Instructions for the task: Your answer should consist of the line holding "use thiserror::Error;" and all lines after it to the end of the material, copied exactly.

Provided data:
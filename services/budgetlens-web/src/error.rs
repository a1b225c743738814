//! Service error boundary
//!
//! Upstream failures are not retried or classified beyond what the
//! client already did; they land here and become an error page.

use axum::http::StatusCode;
use axum::response::{Html, IntoResponse, Response};
use thiserror::Error;

use budgetlens_ynab::YnabError;

use crate::render;

/// Request-level errors that escape a handler
#[derive(Debug, Error)]
pub enum AppError {
    /// The remote budgeting API failed
    #[error(transparent)]
    Upstream(#[from] YnabError),
}

impl IntoResponse for AppError {
    fn into_response(self) -> Response {
        match self {
            AppError::Upstream(YnabError::InvalidMonth(segment)) => {
                let body = render::error_page(
                    "Not found",
                    &format!("\"{segment}\" is not a month. Try \"current\" or YYYY-MM."),
                );
                (StatusCode::NOT_FOUND, Html(body)).into_response()
            }
            AppError::Upstream(err) => {
                tracing::error!(%err, "remote budgeting API call failed");
                let body = render::error_page(
                    "Budgeting service error",
                    "The budgeting service could not be reached or rejected the request. \
                     Check your access token and try again.",
                );
                (StatusCode::BAD_GATEWAY, Html(body)).into_response()
            }
        }
    }
}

Output of the exercise:
use thiserror::Error;

use budgetlens_ynab::YnabError;

use crate::render;

/// Request-level errors that escape a handler
#[derive(Debug, Error)]
pub enum AppError {
    /// The remote budgeting API failed
    #[error(transparent)]
    Upstream(#[from] YnabError),
}

impl IntoResponse for AppError {
    fn into_response(self) -> Response {
        match self {
            AppError::Upstream(YnabError::InvalidMonth(segment)) => {
                let body = render::error_page(
                    "Not found",
                    &format!("\"{segment}\" is not a month. Try \"current\" or YYYY-MM."),
                );
                (StatusCode::NOT_FOUND, Html(body)).into_response()
            }
            AppError::Upstream(err) => {
                tracing::error!(%err, "remote budgeting API call failed");
                let body = render::error_page(
                    "Budgeting service error",
                    "The budgeting service could not be reached or rejected the request. \
                     Check your access token and try again.",
                );
                (StatusCode::BAD_GATEWAY, Html(body)).into_response()
            }
        }
    }
}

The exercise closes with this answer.